(Given records begins)
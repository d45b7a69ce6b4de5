use history_store::{HistoryFacade, Record};
use serde_json::json;
use std::collections::HashSet;
use std::sync::Arc;
use std::thread;
use tempfile::tempdir;

#[test]
fn eight_threads_each_appending_a_hundred_records_never_collide() {
    let dir = tempdir().unwrap();
    let facade = Arc::new(
        HistoryFacade::open(dir.path().to_string_lossy().to_string(), "proj").unwrap(),
    );

    let handles: Vec<_> = (0..8)
        .map(|t| {
            let facade = Arc::clone(&facade);
            thread::spawn(move || {
                (0..100)
                    .map(|i| {
                        let record =
                            Record::new(json!({"thread": t, "seq": i})).unwrap();
                        facade.append(record).unwrap().0
                    })
                    .collect::<Vec<u64>>()
            })
        })
        .collect();

    let mut gsns: Vec<u64> = handles.into_iter().flat_map(|h| h.join().unwrap()).collect();
    gsns.sort_unstable();

    assert_eq!(gsns.len(), 800);
    let unique: HashSet<u64> = gsns.iter().copied().collect();
    assert_eq!(unique.len(), 800, "no two appends may share a GSN");
    assert_eq!(gsns, (1..=800).collect::<Vec<u64>>());

    assert_eq!(facade.total_count().unwrap(), 800);
    assert_eq!(facade.current_gsn().unwrap(), 800);

    let mut seen_gsns = HashSet::new();
    let mut offset = 0;
    loop {
        let page = facade.after_offset(offset, 64).unwrap();
        if page.is_empty() {
            break;
        }
        offset += page.len();
        for record in &page {
            seen_gsns.insert(record.gsn().unwrap());
        }
    }
    for archive_path in history_store::list_archives(facade.dir()).unwrap() {
        for record in history_store::read_archive_records(&archive_path).unwrap() {
            seen_gsns.insert(record.gsn().unwrap());
        }
    }
    assert_eq!(seen_gsns.len(), 800, "every appended record must be reachable");
}

#[test]
fn concurrent_appends_with_rotation_keep_every_record_readable() {
    let dir = tempdir().unwrap();
    let facade = Arc::new(
        HistoryFacade::builder(dir.path().to_string_lossy().to_string(), "proj")
            .max_records(20)
            .archive_batch(10)
            .open()
            .unwrap(),
    );

    let handles: Vec<_> = (0..4)
        .map(|_| {
            let facade = Arc::clone(&facade);
            thread::spawn(move || {
                for i in 0..50 {
                    facade
                        .append(Record::new(json!({"i": i})).unwrap())
                        .unwrap();
                }
            })
        })
        .collect();
    for h in handles {
        h.join().unwrap();
    }

    assert_eq!(facade.total_count().unwrap(), 200);
    assert_eq!(facade.current_gsn().unwrap(), 200);
}
//! Rotation of the active log into timestamped archive files.

use crate::error::Result;
use crate::log_file::read_all_records;
use crate::record::Record;
use chrono::Local;
use std::fs::{self, File};
use std::io::Write;
use std::path::{Path, PathBuf};

/// Tunable thresholds for auto-rotation.
///
/// Defaults match spec: `MAX_RECORDS = 200`, `ARCHIVE_BATCH = 100`.
#[derive(Debug, Clone, Copy)]
pub struct RotationConfig {
    /// Active log is rotated once it holds at least this many records.
    pub max_records: u64,
    /// Number of oldest records moved into a new archive per rotation.
    pub archive_batch: u64,
}

impl Default for RotationConfig {
    fn default() -> Self {
        RotationConfig {
            max_records: 200,
            archive_batch: 100,
        }
    }
}

/// Result of a single rotation.
#[derive(Debug, Clone)]
pub struct RotationOutcome {
    /// Path of the newly created archive file.
    pub archive_path: PathBuf,
    /// Number of records moved into the archive.
    pub archived_count: usize,
    /// GSNs of the moved records, in their new (archive-file) order, for
    /// the caller to write corrective GSN-index entries with.
    pub archived_gsns: Vec<u64>,
}

/// Rotate the oldest `archive_batch` records of `log_path` into a new
/// archive file under `dir`, then rewrite `log_path` to hold only the
/// remaining records.
///
/// Runs under the caller's already-held file lock — rotation and append
/// must never interleave. No-op (`Ok(None)`) if the log is empty.
pub(crate) fn rotate(log_path: &Path, dir: &Path, archive_batch: u64) -> Result<Option<RotationOutcome>> {
    let records = read_all_records(log_path)?;
    if records.is_empty() {
        return Ok(None);
    }

    let batch = (archive_batch as usize).min(records.len());
    let (to_archive, remaining) = records.split_at(batch);

    let archive_path = dir.join(archive_filename());
    write_records(&archive_path, to_archive, /*create_new*/ true)?;

    let tmp_path = log_path.with_extension("log.tmp");
    write_records(&tmp_path, remaining, /*create_new*/ true)?;
    fs::rename(&tmp_path, log_path)?;

    Ok(Some(RotationOutcome {
        archive_path,
        archived_count: to_archive.len(),
        archived_gsns: to_archive.iter().map(|r| r.gsn().unwrap_or(0)).collect(),
    }))
}

fn write_records(path: &Path, records: &[Record], create_new: bool) -> Result<()> {
    let mut file = if create_new {
        File::create(path)?
    } else {
        std::fs::OpenOptions::new().append(true).open(path)?
    };
    for record in records {
        let line = record.to_line()?;
        writeln!(file, "{line}")?;
    }
    file.sync_data()?;
    Ok(())
}

/// `history_YYYY_MM_DD_HH_MM_SS_mmm.log`, local time, millisecond precision.
fn archive_filename() -> String {
    let now = Local::now();
    format!("history_{}.log", now.format("%Y_%m_%d_%H_%M_%S_%3f"))
}

/// List archive files in `dir`, sorted newest-first by modification time.
pub fn list_archives(dir: &Path) -> Result<Vec<PathBuf>> {
    let mut archives = Vec::new();
    if !dir.exists() {
        return Ok(archives);
    }
    for entry in fs::read_dir(dir)? {
        let entry = entry?;
        let name = entry.file_name();
        let name = name.to_string_lossy();
        if name.starts_with("history_") && name.ends_with(".log") {
            archives.push(entry.path());
        }
    }
    archives.sort_by_key(|path| {
        fs::metadata(path)
            .and_then(|m| m.modified())
            .unwrap_or(std::time::SystemTime::UNIX_EPOCH)
    });
    archives.reverse(); // newest first
    Ok(archives)
}

/// Read every record out of a single archive file, in on-disk order
/// (oldest-first within that archive).
pub fn read_archive_records(path: &Path) -> Result<Vec<Record>> {
    read_all_records(path)
}

/// Number of records an archive file holds, without materialising them.
pub fn count_archive_records(path: &Path) -> Result<usize> {
    Ok(read_all_records(path)?.len())
}
//! The active log file: append, ranged reads, and crash-recovery repair.

use crate::archive::{self, RotationConfig, RotationOutcome};
use crate::error::Result;
use crate::record::Record;
use fs2::FileExt;
use std::fs::{self, File, OpenOptions};
use std::io::{BufRead, BufReader, Seek, SeekFrom, Write};
use std::path::{Path, PathBuf};
use std::sync::{Mutex, RwLock};

/// In-memory mapping from line index to the byte offset where that line
/// begins in `message.log`.
///
/// `offsets[i]` is the starting byte of line `i`. `last_len` is the byte
/// length of the final line (including its `\n`), kept so a subsequent
/// append can compute its start offset without a `stat` call.
struct OffsetCache {
    offsets: Vec<u64>,
    last_len: u64,
}

impl OffsetCache {
    fn empty() -> Self {
        OffsetCache {
            offsets: Vec::new(),
            last_len: 0,
        }
    }
}

/// Outcome of a successful [`LogFile::append`].
#[derive(Debug, Clone)]
pub struct AppendOutcome {
    /// 0-based index of the newly written line.
    pub line_index: usize,
    /// Number of lines in the active log after this append (and any
    /// resulting rotation).
    pub count_after: usize,
    /// Set if this append triggered rotation.
    pub rotation: Option<RotationOutcome>,
}

/// Owns one active log file (`message.log`), its offset cache, and the
/// advisory lock that serialises mutations against it.
///
/// Read operations (`get_range`, `get_latest`, `count`) never take the
/// lock — they tolerate racing appends because committed line bytes never
/// change and the offset cache only grows.
pub struct LogFile {
    dir: PathBuf,
    log_path: PathBuf,
    lock_path: PathBuf,
    /// In-process thread lock, acquired before the OS file lock, so
    /// threads in this program don't contend for the file lock needlessly.
    write_mutex: Mutex<()>,
    cache: RwLock<OffsetCache>,
}

impl LogFile {
    /// Open (or create) the active log in `dir`.
    ///
    /// Creates `dir` if absent, creates an empty `message.log` and
    /// `message.log.lock` if absent, otherwise scans the existing log and
    /// repairs any corrupt or truncated trailing content.
    pub fn open(dir: impl AsRef<Path>) -> Result<Self> {
        let dir = dir.as_ref().to_path_buf();
        fs::create_dir_all(&dir)?;

        let log_path = dir.join("message.log");
        let lock_path = dir.join("message.log.lock");

        if !log_path.exists() {
            File::create(&log_path)?;
        }
        if !lock_path.exists() {
            File::create(&lock_path)?;
        }

        let cache = repair_and_build_cache(&log_path)?;

        Ok(LogFile {
            dir,
            log_path,
            lock_path,
            write_mutex: Mutex::new(()),
            cache: RwLock::new(cache),
        })
    }

    /// The directory this log file lives in.
    pub fn dir(&self) -> &Path {
        &self.dir
    }

    /// Path to the active log file.
    pub fn log_path(&self) -> &Path {
        &self.log_path
    }

    /// Append `record` to the active log, stamping no fields itself (the
    /// caller is expected to have already stamped `metadata.gsn`).
    ///
    /// If `rotation` is configured and the post-append line count reaches
    /// `max_records`, the Archiver runs before the lock is released, and
    /// `AppendOutcome::rotation` is populated.
    pub fn append(
        &self,
        record: &Record,
        rotation: Option<&RotationConfig>,
    ) -> Result<AppendOutcome> {
        let _thread_guard = self.write_mutex.lock().expect("write_mutex poisoned");
        let lock_file = File::open(&self.lock_path)?;
        lock_file.lock_exclusive()?;

        let outcome = self.append_locked(record, rotation);

        let _ = FileExt::unlock(&lock_file);
        outcome
    }

    fn append_locked(
        &self,
        record: &Record,
        rotation: Option<&RotationConfig>,
    ) -> Result<AppendOutcome> {
        let line = record.to_line()?;

        let mut cache = self.cache.write().expect("cache lock poisoned");
        let start_offset = cache
            .offsets
            .last()
            .map(|&last| last + cache.last_len)
            .unwrap_or(0);

        let mut file = OpenOptions::new().append(true).open(&self.log_path)?;
        writeln!(file, "{line}")?;
        file.sync_data()?;

        let written_len = line.len() as u64 + 1; // +1 for '\n'
        cache.offsets.push(start_offset);
        cache.last_len = written_len;

        let line_index = cache.offsets.len() - 1;
        let mut count_after = cache.offsets.len();

        let mut rotation_outcome = None;
        if let Some(cfg) = rotation {
            if count_after as u64 >= cfg.max_records {
                let outcome = archive::rotate(&self.log_path, &self.dir, cfg.archive_batch)?;
                if let Some(ref outcome) = outcome {
                    *cache = repair_and_build_cache(&self.log_path)?;
                    count_after = cache.offsets.len();
                    log::info!(
                        "rotated {} records into {}",
                        outcome.archived_count,
                        outcome.archive_path.display()
                    );
                }
                rotation_outcome = outcome;
            }
        }

        Ok(AppendOutcome {
            line_index,
            count_after,
            rotation: rotation_outcome,
        })
    }

    /// Read `count` records starting at line index `start`, oldest-first.
    ///
    /// Out-of-range `start` returns an empty vector. Empty and corrupt
    /// lines are skipped silently (corrupt lines are logged at `warn`).
    pub fn get_range(&self, start: usize, count: usize) -> Result<Vec<Record>> {
        if count == 0 {
            return Ok(Vec::new());
        }

        let start_offset = {
            let cache = self.cache.read().expect("cache lock poisoned");
            match cache.offsets.get(start) {
                Some(&offset) => offset,
                None => return Ok(Vec::new()),
            }
        };

        let file = File::open(&self.log_path)?;
        let mut reader = BufReader::new(file);
        reader.seek(SeekFrom::Start(start_offset))?;

        let mut results = Vec::with_capacity(count);
        let mut buf = String::new();
        while results.len() < count {
            buf.clear();
            let bytes_read = reader.read_line(&mut buf)?;
            if bytes_read == 0 {
                break;
            }
            if !buf.ends_with('\n') {
                // Partial line at EOF — a concurrent append mid-write. Stop.
                break;
            }
            let line = buf.trim_end_matches('\n');
            if line.is_empty() {
                continue;
            }
            match Record::from_line(line) {
                Some(record) => results.push(record),
                None => {
                    log::warn!(
                        "skipping corrupt line while reading {}",
                        self.log_path.display()
                    );
                }
            }
        }
        Ok(results)
    }

    /// Read the most recent `n` records, newest-first.
    pub fn get_latest(&self, n: usize) -> Result<Vec<Record>> {
        let total = self.count();
        let start = total.saturating_sub(n);
        let mut records = self.get_range(start, total - start)?;
        records.reverse();
        Ok(records)
    }

    /// Current number of lines in the active log.
    pub fn count(&self) -> usize {
        self.cache.read().expect("cache lock poisoned").offsets.len()
    }

    /// Force a rescan and rebuild of the offset cache from disk.
    ///
    /// Used by [`crate::HistoryFacade::invalidate_caches`] to recover from
    /// out-of-band modification (e.g. an external tool rewriting the file).
    pub fn invalidate_cache(&self) -> Result<()> {
        let new_cache = repair_and_build_cache(&self.log_path)?;
        *self.cache.write().expect("cache lock poisoned") = new_cache;
        Ok(())
    }
}

fn repair_and_build_cache(path: &Path) -> Result<OffsetCache> {
    let data = fs::read(path)?;

    let mut offsets = Vec::new();
    let mut lengths = Vec::new();
    let mut any_invalid = false;
    let mut pos = 0usize;

    while pos < data.len() {
        match data[pos..].iter().position(|&b| b == b'\n') {
            Some(rel) => {
                let line_end = pos + rel;
                let line_len = (rel + 1) as u64;
                if line_is_valid(&data[pos..line_end]) {
                    offsets.push(pos as u64);
                    lengths.push(line_len);
                } else {
                    any_invalid = true;
                    log::warn!("dropping corrupt line at byte offset {pos} in {}", path.display());
                }
                pos = line_end + 1;
            }
            None => {
                // Trailing bytes with no terminator: a torn write. Drop it.
                any_invalid = true;
                log::warn!(
                    "dropping truncated trailing line at byte offset {pos} in {}",
                    path.display()
                );
                break;
            }
        }
    }

    if any_invalid {
        rewrite_valid_lines(path, &data, &offsets, &lengths)?;
    }

    let last_len = lengths.last().copied().unwrap_or(0);
    let offsets = if any_invalid {
        let mut rebuilt = Vec::with_capacity(lengths.len());
        let mut cursor = 0u64;
        for &len in &lengths {
            rebuilt.push(cursor);
            cursor += len;
        }
        rebuilt
    } else {
        offsets
    };

    Ok(OffsetCache { offsets, last_len })
}

fn line_is_valid(bytes: &[u8]) -> bool {
    match std::str::from_utf8(bytes) {
        Ok(s) => matches!(serde_json::from_str::<serde_json::Value>(s), Ok(v) if v.is_object()),
        Err(_) => false,
    }
}

fn rewrite_valid_lines(
    path: &Path,
    data: &[u8],
    offsets: &[u64],
    lengths: &[u64],
) -> Result<()> {
    let tmp_path = path.with_extension("log.tmp");
    {
        let mut tmp = File::create(&tmp_path)?;
        for (&offset, &len) in offsets.iter().zip(lengths.iter()) {
            let start = offset as usize;
            let end = start + len as usize;
            tmp.write_all(&data[start..end])?;
        }
        tmp.sync_data()?;
    }
    fs::rename(&tmp_path, path)?;
    Ok(())
}

/// Read every complete, valid line of `path` as a [`Record`], in file
/// order. Used by the Archiver (which needs the whole active log to split
/// into an archived prefix and a retained suffix) and by archive reads.
pub(crate) fn read_all_records(path: &Path) -> Result<Vec<Record>> {
    if !path.exists() {
        return Ok(Vec::new());
    }
    let file = File::open(path)?;
    let mut reader = BufReader::new(file);
    let mut records = Vec::new();
    let mut buf = String::new();
    loop {
        buf.clear();
        let n = reader.read_line(&mut buf)?;
        if n == 0 {
            break;
        }
        if !buf.ends_with('\n') {
            break; // partial trailing line, crash mid-write
        }
        let line = buf.trim_end_matches('\n');
        if line.is_empty() {
            continue;
        }
        if let Some(record) = Record::from_line(line) {
            records.push(record);
        } else {
            log::warn!("skipping corrupt line while reading {}", path.display());
        }
    }
    Ok(records)
}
(Given records ends)
Assignment ▸
What you return should be exactly the lines above, starting at the one with "let mut pos = 0usize;" and ending at the one with "pos = line_end + 1;", and nothing else.

Task response ▸
    let mut pos = 0usize;

    while pos < data.len() {
        match data[pos..].iter().position(|&b| b == b'\n') {
            Some(rel) => {
                let line_end = pos + rel;
                let line_len = (rel + 1) as u64;
                if line_is_valid(&data[pos..line_end]) {
                    offsets.push(pos as u64);
                    lengths.push(line_len);
                } else {
                    any_invalid = true;
                    log::warn!("dropping corrupt line at byte offset {pos} in {}", path.display());
                }
                pos = line_end + 1;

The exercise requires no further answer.